Deputy Chief Minister Datuk Amar Awang Tengah Ali Hasan (right) visits an exhibition booth accompanied by UNDP Resident Representative in Malaysia Stefan Priesner during the ‘Innovation, Inclusiveness and Impact: Strengthening and Diversifying Financing for Protected Areas’ regional forum.

KUCHING: The Department of National Parks and Wildlife Sarawak, a new department prioritising the conservation of protected areas and wildlife in the state, will be set up early next year.

Deputy Chief Minister Datuk Amar Awang Tengah Ali Hassan, who revealed this today, said the new department will manage the state’s 1 million hectares of protected areas and its revenue.

“It will lead to a more coordinated, focused and adequately manned (entity) to meet the challenges of managing Sarawak’s protected areas and its wildlife more effectively and efficiently.”

He said this when representing Chief Minister Datuk Patinggi Abang Johari Tun Openg to officiate at the ‘Innovation, Inclusiveness and Impact: Strengthening and Diversifying Financing for Protected Areas’ regional forum.

UNDP Resident Representative in Malaysia Stefan Priesner (second right) presents a souvernir to Deputy Chief Minister Datuk Amar Awang Tengah Ali Hasan (third left) during the forum.

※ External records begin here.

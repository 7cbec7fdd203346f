// Copyright (c) Sienna Satterwhite, CesiumDB Contributors
// SPDX-License-Identifier: GPL-3.0-only WITH Classpath-exception-2.0

use thiserror::Error;

#[derive(Error, Debug, Clone, PartialEq)]
pub enum SkipTableError {
    #[error("level probability must be in (0, 1), got {0}")]
    InvalidProbability(f64),
    #[error("max level must be at least 1, got {0}")]
    InvalidMaxLevel(usize),
    #[error("score must not be NaN")]
    InvalidScore,
}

Awang Tengah added that managing protected areas is very costly.


The state currently has gazetted 37 national parks, 14 nature reserves and five wildlife sanctuaries covering a total area of more than 944,000 hectares.

The operational expenditure is RM10 million annually and another development fund amounting to RM43 million was allocated under the 11th Malaysian Plan.

The state has set a goal of 1 million hectares of totally protected areas by 2020.

Hence, Awang Tengah said, the state’s national parks needed to be rebranded and promoted to draw more visitors to improve revenue for the protected areas.

Other than strategic marketing, the Second Minister of Urban Development and Natural Resources also mentioned about opening new parks for tourism.

About 4.6 million tourist arrivals were recorded for Sarawak last year, and 12.4 per cent of them visited national parks and nature reserves. The revenue generated was about RM5.7 million.

“(Revenue) is still very low. There is a need to diversity financing for protected areas to ensure effective management of these protected areas. And this could be sourced from market-based sources which include international tourism for these protected areas.”